Fellow GMA anchor Robin Roberts, who was diagnosed with breast cancer in 2007 and later had a bone marrow transplant, was a key support. “When Isabella wanted to tell everyone about what was going on, there was this talk in the media about me: Where was I? Why was I not at work?” Michael recalls.

Isabella laughs. “Never mind me. It was like, ‘Where’s your dad? Did he quit GMA? Did he move somewhere else?’ ”

“I didn’t say anything because it was not my story to tell. It was hers,” Michael says. “I’m not going to put her business out there. I’m her parent, and my job is to protect her, and at that moment she didn’t want it to get out there. When she said she wanted to talk about it, I suggested talking to Robin beforehand.”

“It was very helpful,” Isabella says. “Robin had experienced chemo. She knows how it feels.”

Is Michael still happy at GMA? Recently, when he took a break with the family, there was more media speculation about his whereabouts.

“Yes, I love GMA,” he says. “I love it because I never expected to be there, after all those years playing football, football commentary, then daytime television. I love it because it’s engaging, different, and fun, and keeps me interested. I have to learn so much about so many things. I love the whole team. Everything I have done in my life has been as part of being a team. I absolutely love that.”

Of their shared focus on charity work, Isabella says, “Most people don’t understand what families are going through. It’s also important to give back to the staff who helped me, because they saved my life. All the doctors and nurses were amazing.” (She and her father both single out Dr. David Ashley for particular mention, Michael noting the “very individual” relationship he and Isabella built.)

It has been “so surreal” for Michael, having been a St. Jude’s advocate for so long, to now be a parent who has himself gone through an experience akin to those of other St. Jude’s families—“seeing the value of the comfort and support St. Jude’s provides, that there is a light at the end of the tunnel. That’s what we held on to as well. I sympathize and empathize with all families who are going through this. We’re not the first family to go through this and unfortunately won’t be the last, but if we can help at all, hopefully at some point there will be a last. St. Jude’s relieves the financial strain for families who need support. I want to do as much as I can to help all these families who are not as fortunate as we are in certain ways to get through this.”

How would father and daughter advise other families facing intense challenges? “Stay in the present. Appreciate where you are even if you’re in a lot of pain,” Isabella says. “Don’t think about the future. Appreciate everyone around you. Tell them you love them.”

“From a parent’s standpoint, take a positive attitude, which your child can take on.
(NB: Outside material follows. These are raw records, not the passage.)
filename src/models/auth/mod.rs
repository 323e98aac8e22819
pub mod requests;
pub mod responses;
pub mod attempts;
pub mod grading;
pub mod manage;
pub mod questions;

use actix_web::{HttpRequest, HttpResponse, Result as ActixResult};
use std::sync::Arc;

use super::declare_service;
use super::responses::{finish, internal, not_found};
use crate::middlewares::ClassContext;
use crate::models::ErrorCode;
use crate::models::exams::{
    CreateExamRequest, CreateQuestionRequest, Exam, ExamListParams, GradeAttemptRequest,
    SaveAnswersRequest, UpdateExamRequest, UpdateQuestionRequest,
};
use crate::models::users::entities::User;
use crate::services::access::class_context;
use crate::storage::Storage;

declare_service!(ExamService);

impl ExamService {
    pub async fn list_class_exams(
        &self,
        request: &HttpRequest,
        query: ExamListParams,
    ) -> ActixResult<HttpResponse> {
        finish(manage::list_class_exams(self, request, query).await)
    }

    pub async fn create_exam(
        &self,
        request: &HttpRequest,
        exam_data: CreateExamRequest,
    ) -> ActixResult<HttpResponse> {
        finish(manage::create_exam(self, request, exam_data).await)
    }

    pub async fn get_exam(&self, request: &HttpRequest, exam_id: i64) -> ActixResult<HttpResponse> {
        finish(manage::get_exam(self, request, exam_id).await)
    }

    // 发布时通知班级学生
    pub async fn update_exam(
        &self,
        request: &HttpRequest,
        exam_id: i64,
        update_data: UpdateExamRequest,
    ) -> ActixResult<HttpResponse> {
        finish(manage::update_exam(self, request, exam_id, update_data).await)
    }

    pub async fn delete_exam(
        &self,
        request: &HttpRequest,
        exam_id: i64,
    ) -> ActixResult<HttpResponse> {
        finish(manage::delete_exam(self, request, exam_id).await)
    }

    pub async fn add_question(
        &self,
        request: &HttpRequest,
        exam_id: i64,
        question_data: CreateQuestionRequest,
    ) -> ActixResult<HttpResponse> {
        finish(questions::add_question(self, request, exam_id, question_data).await)
    }

    pub async fn update_question(
        &self,
        request: &HttpRequest,
        question_id: i64,
        update_data: UpdateQuestionRequest,
    ) -> ActixResult<HttpResponse> {
        finish(questions::update_question(self, request, question_id, update_data).await)
    }

    pub async fn delete_question(
        &self,
        request: &HttpRequest,
        question_id: i64,
    ) -> ActixResult<HttpResponse> {
        finish(questions::delete_question(self, request, question_id).await)
    }

    pub async fn start_attempt(
        &self,
        request: &HttpRequest,
        exam_id: i64,
    ) -> ActixResult<HttpResponse> {
        finish(attempts::start_attempt(self, request, exam_id).await)
    }

    pub async fn save_answers(
        &self,
        request: &HttpRequest,
        attempt_id: i64,
        answers: SaveAnswersRequest,
    ) -> ActixResult<HttpResponse> {
        finish(attempts::save_answers(self, request, attempt_id, answers).await)
    }

    pub async fn submit_attempt(
        &self,
        request: &HttpRequest,
        attempt_id: i64,
    ) -> ActixResult<HttpResponse> {
        finish(attempts::submit_attempt(self, request, attempt_id).await)
    }

    pub async fn grade_attempt(
        &self,
        request: &HttpRequest,
        attempt_id: i64,
        grade_data: GradeAttemptRequest,
    ) -> ActixResult<HttpResponse> {
        finish(attempts::grade_attempt(self, request, attempt_id, grade_data).await)
    }

    pub async fn list_attempts(
        &self,
        request: &HttpRequest,
        exam_id: i64,
        query: ExamListParams,
    ) -> ActixResult<HttpResponse> {
        finish(attempts::list_attempts(self, request, exam_id, query).await)
    }

    pub async fn get_my_attempt(
        &self,
        request: &HttpRequest,
        exam_id: i64,
    ) -> ActixResult<HttpResponse> {
        finish(attempts::get_my_attempt(self, request, exam_id).await)
    }

    pub async fn get_attempt(
        &self,
        request: &HttpRequest,
        attempt_id: i64,
    ) -> ActixResult<HttpResponse> {
        finish(attempts::get_attempt(self, request, attempt_id).await)
    }
}

/// 读取考试并校验班级成员身份，学生看不到未发布的考试
pub(crate) async fn load_exam(
    storage: &Arc<dyn Storage>,
    user: &User,
    exam_id: i64,
) -> Result<(Exam, ClassContext), HttpResponse> {
    let exam = storage
        .get_exam_by_id(exam_id)
        .await
        .map_err(internal("Failed to load exam"))?
        .ok_or_else(|| not_found(ErrorCode::ExamNotFound, "Exam not found"))?;

    let ctx = class_context(storage, user, exam.class_id).await?;
    if !ctx.role.is_manager() && !exam.is_published {
        return Err(not_found(ErrorCode::ExamNotFound, "Exam not found"));
    }
    Ok((exam, ctx))
}
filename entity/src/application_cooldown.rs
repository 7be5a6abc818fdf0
use sea_orm::entity::prelude::*;

#[derive(Clone, Debug, PartialEq, Eq, DeriveEntityModel)]
#[sea_orm(table_name = "application_cooldown")]
pub struct Model {
    #[sea_orm(primary_key)]
    pub id: i32,
    pub guild_id: String,
    pub candidate_id: String,
    pub rejected_by: String,
    pub reason: String,
    pub until: DateTimeUtc,
}

#[derive(Copy, Clone, Debug, EnumIter, DeriveRelation)]
pub enum Relation {}

impl ActiveModelBehavior for ActiveModel {}
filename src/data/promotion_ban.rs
//! Promotion ban repository.
//!
//! At most one ban row exists per member and guild; `create` replaces any previous row.

use chrono::{DateTime, Utc};
use sea_orm::{
    ActiveModelTrait, ActiveValue, ColumnTrait, DatabaseConnection, DbErr, EntityTrait,
    QueryFilter, QueryOrder,
};

use crate::model::promotion::{NewPromotionBan, PromotionBan};

pub struct PromotionBanRepository<'a> {
    db: &'a DatabaseConnection,
}

impl<'a> PromotionBanRepository<'a> {
    pub fn new(db: &'a DatabaseConnection) -> Self {
        Self { db }
    }

    /// Stores a ban, replacing any existing ban row for the member.
    ///
    /// # Returns
    /// - `Ok(PromotionBan)` - The stored ban
    /// - `Err(DbErr)` - Database error during deletion or insert
    pub async fn create(&self, param: NewPromotionBan) -> Result<PromotionBan, DbErr> {
        self.delete(param.guild_id, param.user_id).await?;

        let entity = entity::promotion_ban::ActiveModel {
            guild_id: ActiveValue::Set(param.guild_id.to_string()),
            user_id: ActiveValue::Set(param.user_id.to_string()),
            reason: ActiveValue::Set(param.reason),
            by_user_id: ActiveValue::Set(param.by_user_id.to_string()),
            start_time: ActiveValue::Set(param.start_time),
            end_time: ActiveValue::Set(param.end_time),
            ..Default::default()
        }
        .insert(self.db)
        .await?;

        PromotionBan::from_entity(entity)
    }

    /// Finds a member's ban row, whether or not it has lapsed.
    pub async fn find(&self, guild_id: u64, user_id: u64) -> Result<Option<PromotionBan>, DbErr> {
        entity::prelude::PromotionBan::find()
            .filter(entity::promotion_ban::Column::GuildId.eq(guild_id.to_string()))
            .filter(entity::promotion_ban::Column::UserId.eq(user_id.to_string()))
            .one(self.db)
            .await?
            .map(PromotionBan::from_entity)
            .transpose()
    }

    /// Finds a member's ban if it still applies at `now`.
    pub async fn find_active(
        &self,
        guild_id: u64,
        user_id: u64,
        now: DateTime<Utc>,
    ) -> Result<Option<PromotionBan>, DbErr> {
        Ok(self
            .find(guild_id, user_id)
            .await?
            .filter(|ban| ban.is_active(now)))
    }

    pub async fn get_by_guild(&self, guild_id: u64) -> Result<Vec<PromotionBan>, DbErr> {
        entity::prelude::PromotionBan::find()
            .filter(entity::promotion_ban::Column::GuildId.eq(guild_id.to_string()))
            .order_by_asc(entity::promotion_ban::Column::StartTime)
            .all(self.db)
            .await?
            .into_iter()
            .map(PromotionBan::from_entity)
            .collect()
    }

    /// Gets every timed ban that has lapsed at `now`, across all guilds.
    pub async fn get_expired(&self, now: DateTime<Utc>) -> Result<Vec<PromotionBan>, DbErr> {
        entity::prelude::PromotionBan::find()
            .filter(entity::promotion_ban::Column::EndTime.is_not_null())
            .filter(entity::promotion_ban::Column::EndTime.lte(now))
            .all(self.db)
            .await?
            .into_iter()
            .map(PromotionBan::from_entity)
            .collect()
    }

    /// Deletes a member's ban.
    ///
    /// # Returns
    /// - `Ok(true)` - A ban row was deleted
    /// - `Ok(false)` - The member had no ban row
    /// - `Err(DbErr)` - Database error during deletion
    pub async fn delete(&self, guild_id: u64, user_id: u64) -> Result<bool, DbErr> {
        let result = entity::prelude::PromotionBan::delete_many()
            .filter(entity::promotion_ban::Column::GuildId.eq(guild_id.to_string()))
            .filter(entity::promotion_ban::Column::UserId.eq(user_id.to_string()))
            .exec(self.db)
            .await?;

        Ok(result.rows_affected > 0)
    }

    pub async fn delete_by_id(&self, id: i32) -> Result<bool, DbErr> {
        let result = entity::prelude::PromotionBan::delete_by_id(id)
            .exec(self.db)
            .await?;

        Ok(result.rows_affected > 0)
    }
}
use crate::{
    data::promotion_log::PromotionLogRepository,
    model::log::{LogAction, NewLogEntry},
};
use sea_orm::{DbErr, EntityTrait, PaginatorTrait, QueryOrder};
use test_utils::builder::TestBuilder;

mod append;
mod get_recent;
mod trim;

fn entry(guild_id: u64, user_id: u64, action: LogAction) -> NewLogEntry {
    NewLogEntry {
        guild_id,
        action,
        user_id,
        role_id: Some(100),
        by_user_id: None,
        details: format!("{} for {}", action.as_str(), user_id),
    }
}
//! Guild settings repository.
//!
//! Guilds without a row use `GuildSettings::defaults`; the row is created on the first
//! change.

use chrono::Utc;
use sea_orm::{ActiveModelTrait, ActiveValue, DatabaseConnection, DbErr, EntityTrait};

use crate::model::settings::{GuildSettings, SettingsChannel, SettingsUpdate};

pub struct GuildSettingsRepository<'a> {
    db: &'a DatabaseConnection,
}

impl<'a> GuildSettingsRepository<'a> {
    /// Creates a new repository instance.
    ///
    /// # Arguments
    /// - `db` - Database connection for executing queries
    pub fn new(db: &'a DatabaseConnection) -> Self {
        Self { db }
    }

    /// Gets a guild's settings, falling back to defaults when none are stored.
    ///
    /// # Returns
    /// - `Ok(GuildSettings)` - Stored or default settings
    /// - `Err(DbErr)` - Database error during query or id parsing
    pub async fn get(&self, guild_id: u64) -> Result<GuildSettings, DbErr> {
        let entity = entity::prelude::GuildSettings::find_by_id(guild_id.to_string())
            .one(self.db)
            .await?;

        match entity {
            Some(entity) => GuildSettings::from_entity(entity),
            None => Ok(GuildSettings::defaults(guild_id)),
        }
    }

    /// Applies one settings change, creating the row if needed.
    ///
    /// # Returns
    /// - `Ok(GuildSettings)` - Settings after the change
    /// - `Err(DbErr)` - Database error during query, insert or update
    pub async fn update(
        &self,
        guild_id: u64,
        update: SettingsUpdate,
    ) -> Result<GuildSettings, DbErr> {
        let existing = entity::prelude::GuildSettings::find_by_id(guild_id.to_string())
            .one(self.db)
            .await?;

        let mut active: entity::guild_settings::ActiveModel = match existing {
            Some(model) => model.into(),
            None => {
                let defaults = GuildSettings::defaults(guild_id);
                entity::guild_settings::ActiveModel {
                    guild_id: ActiveValue::Set(guild_id.to_string()),
                    log_channel_id: ActiveValue::Set(None),
                    applications_channel_id: ActiveValue::Set(None),
                    responsibilities_channel_id: ActiveValue::Set(None),
                    suggestions_channel_id: ActiveValue::Set(None),
                    application_cooldown_hours: ActiveValue::Set(
                        defaults.application_cooldown_hours,
                    ),
                    replace_previous_role: ActiveValue::Set(defaults.replace_previous_role),
                    dm_notifications: ActiveValue::Set(defaults.dm_notifications),
                    updated_at: ActiveValue::Set(Utc::now()),
                }
                .insert(self.db)
                .await?
                .into()
            }
        };

        match update {
            SettingsUpdate::Channel(channel, channel_id) => {
                let value = ActiveValue::Set(channel_id.map(|id| id.to_string()));
                match channel {
                    SettingsChannel::Log => active.log_channel_id = value,
                    SettingsChannel::Applications => active.applications_channel_id = value,
                    SettingsChannel::Responsibilities => {
                        active.responsibilities_channel_id = value
                    }
                    SettingsChannel::Suggestions => active.suggestions_channel_id = value,
                }
            }
            SettingsUpdate::ApplicationCooldownHours(hours) => {
                active.application_cooldown_hours = ActiveValue::Set(hours)
            }
            SettingsUpdate::ReplacePreviousRole(replace) => {
                active.replace_previous_role = ActiveValue::Set(replace)
            }
            SettingsUpdate::DmNotifications(enabled) => {
                active.dm_notifications = ActiveValue::Set(enabled)
            }
        }
        active.updated_at = ActiveValue::Set(Utc::now());

        let entity = active.update(self.db).await?;

        GuildSettings::from_entity(entity)
    }
}
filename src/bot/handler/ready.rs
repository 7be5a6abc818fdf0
//! Ready event handler.
//!
//! Fired once per gateway connection after the handshake. Logs who the bot connected as
//! and sets its activity.

use serenity::all::{ActivityData, Context, Ready};

pub async fn handle_ready(ctx: Context, ready: Ready) {
    tracing::info!(
        "{} is connected to Discord in {} guild(s)",
        ready.user.name,
        ready.guilds.len()
    );

    ctx.set_activity(Some(ActivityData::watching("over promotions")));
}
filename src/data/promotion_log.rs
//! Promotion audit log repository.
//!
//! The log is capped at `MAX_LOG_ENTRIES` rows across all guilds. Every append trims the
//! oldest rows beyond the cap.

use chrono::Utc;
use sea_orm::{
    ActiveModelTrait, ActiveValue, ColumnTrait, DatabaseConnection, DbErr, EntityTrait,
    PaginatorTrait, QueryFilter, QueryOrder, QuerySelect,
};

use crate::model::log::{LogEntry, NewLogEntry, MAX_LOG_ENTRIES};

pub struct PromotionLogRepository<'a> {
    db: &'a DatabaseConnection,
}

impl<'a> PromotionLogRepository<'a> {
    pub fn new(db: &'a DatabaseConnection) -> Self {
        Self { db }
    }

    /// Appends an entry and evicts the oldest entries beyond the cap.
    ///
    /// # Returns
    /// - `Ok(LogEntry)` - The appended entry
    /// - `Err(DbErr)` - Database error during insert or trimming
    pub async fn append(&self, param: NewLogEntry) -> Result<LogEntry, DbErr> {
        let entity = entity::promotion_log::ActiveModel {
            guild_id: ActiveValue::Set(param.guild_id.to_string()),
            action: ActiveValue::Set(param.action.as_str().to_string()),
            user_id: ActiveValue::Set(param.user_id.to_string()),
            role_id: ActiveValue::Set(param.role_id.map(|id| id.to_string())),
            by_user_id: ActiveValue::Set(param.by_user_id.map(|id| id.to_string())),
            details: ActiveValue::Set(param.details),
            created_at: ActiveValue::Set(Utc::now()),
            ..Default::default()
        }
        .insert(self.db)
        .await?;

        self.trim(MAX_LOG_ENTRIES).await?;

        LogEntry::from_entity(entity)
    }

    /// Deletes the oldest entries so at most `keep` remain.
    ///
    /// # Returns
    /// - `Ok(u64)` - Number of entries evicted
    /// - `Err(DbErr)` - Database error during count or deletion
    pub async fn trim(&self, keep: u64) -> Result<u64, DbErr> {
        let total = entity::prelude::PromotionLog::find().count(self.db).await?;
        if total <= keep {
            return Ok(0);
        }

        let oldest_ids: Vec<i32> = entity::prelude::PromotionLog::find()
            .select_only()
            .column(entity::promotion_log::Column::Id)
            .order_by_asc(entity::promotion_log::Column::Id)
            .limit(total - keep)
            .into_tuple()
            .all(self.db)
            .await?;

        let result = entity::prelude::PromotionLog::delete_many()
            .filter(entity::promotion_log::Column::Id.is_in(oldest_ids))
            .exec(self.db)
            .await?;

        Ok(result.rows_affected)
    }

    /// Gets the latest `limit` entries of a guild, newest first.
    pub async fn get_recent(&self, guild_id: u64, limit: u64) -> Result<Vec<LogEntry>, DbErr> {
        entity::prelude::PromotionLog::find()
            .filter(entity::promotion_log::Column::GuildId.eq(guild_id.to_string()))
            .order_by_desc(entity::promotion_log::Column::Id)
            .limit(limit)
            .all(self.db)
            .await?
            .into_iter()
            .map(LogEntry::from_entity)
            .collect()
    }

    /// Gets the latest `limit` entries about one member, newest first.
    pub async fn get_recent_for_user(
        &self,
        guild_id: u64,
        user_id: u64,
        limit: u64,
    ) -> Result<Vec<LogEntry>, DbErr> {
        entity::prelude::PromotionLog::find()
            .filter(entity::promotion_log::Column::GuildId.eq(guild_id.to_string()))
            .filter(entity::promotion_log::Column::UserId.eq(user_id.to_string()))
            .order_by_desc(entity::promotion_log::Column::Id)
            .limit(limit)
            .all(self.db)
            .await?
            .into_iter()
            .map(LogEntry::from_entity)
            .collect()
    }
}
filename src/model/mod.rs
pub mod application;
pub mod duration;
pub mod log;
pub mod promotion;
pub mod responsibility;
pub mod settings;
pub mod stats;

use sea_orm::DbErr;

/// Parses a stored Discord snowflake, naming the column in the error.
pub(crate) fn parse_snowflake(value: &str, column: &str) -> Result<u64, DbErr> {
    value
        .parse::<u64>()
        .map_err(|e| DbErr::Custom(format!("Failed to parse {}: {}", column, e)))
}

/// Parses an optional stored Discord snowflake.
pub(crate) fn parse_optional_snowflake(
    value: Option<String>,
    column: &str,
) -> Result<Option<u64>, DbErr> {
    value.map(|v| parse_snowflake(&v, column)).transpose()
}
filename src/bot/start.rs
use serenity::all::{Client, GatewayIntents};
use serenity::http::Http;
use std::sync::Arc;

use crate::{bot::handler::Handler, error::AppError, state::AppState};

/// Builds the Discord client without connecting.
///
/// The HTTP client is returned alongside so the scheduler can use it while the gateway
/// connection runs in its own task.
///
/// # Arguments
/// - `state` - Shared state handed to the event handler
///
/// # Returns
/// - `Ok((Client, Arc<Http>))` - Client ready to start and its HTTP client
/// - `Err(AppError)` - Client could not be built (e.g. malformed token)
pub async fn init_bot(state: AppState) -> Result<(Client, Arc<Http>), AppError> {
    // GUILD_MEMBERS and MESSAGE_CONTENT are privileged intents - must be enabled in Discord Developer Portal
    let intents = GatewayIntents::GUILDS
        | GatewayIntents::GUILD_MEMBERS
        | GatewayIntents::GUILD_MESSAGES
        | GatewayIntents::MESSAGE_CONTENT
        | GatewayIntents::GUILD_MESSAGE_REACTIONS
        | GatewayIntents::GUILD_VOICE_STATES
        | GatewayIntents::DIRECT_MESSAGES;

    let token = state.config.discord_bot_token.clone();
    let handler = Handler::new(state);

    let client = Client::builder(&token, intents)
        .event_handler(handler)
        .await?;
    let http = client.http.clone();

    Ok((client, http))
}

/// Connects to the gateway and processes events until shutdown.
///
/// Should be called from within a tokio::spawn task since it blocks until the bot
/// disconnects.
pub async fn start_bot(mut client: Client) -> Result<(), AppError> {
    tracing::info!("Starting Discord bot...");

    client.start().await?;

    Ok(())
}
use crate::{data::responsibility::ResponsibilityRepository, model::responsibility::ResponsibilityUpdate};
use sea_orm::{DbErr, EntityTrait, PaginatorTrait};
use test_utils::{builder::TestBuilder, factory};

mod create;
mod delete;
mod find_by_name;
mod find_by_shortcut;
mod list;
mod members;
mod update;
Support your child,” Michael says. “Don’t be afraid to cry, don’t be afraid to be emotional and vulnerable. Don’t be afraid to say, ‘I love you.’ Don’t be afraid to say something you always wanted to say.”

“Yeah, don’t be afraid to say something, because you may never have a chance again to say it,” Isabella says forcefully. “And what’s the point of not saying it? Life’s too short.”

In farewell, when I ask if either has anything else to say, Isabella says no, then Michael softly says the same. Then he looks at his daughter and adds firmly, “If she’s okay, I’m okay.”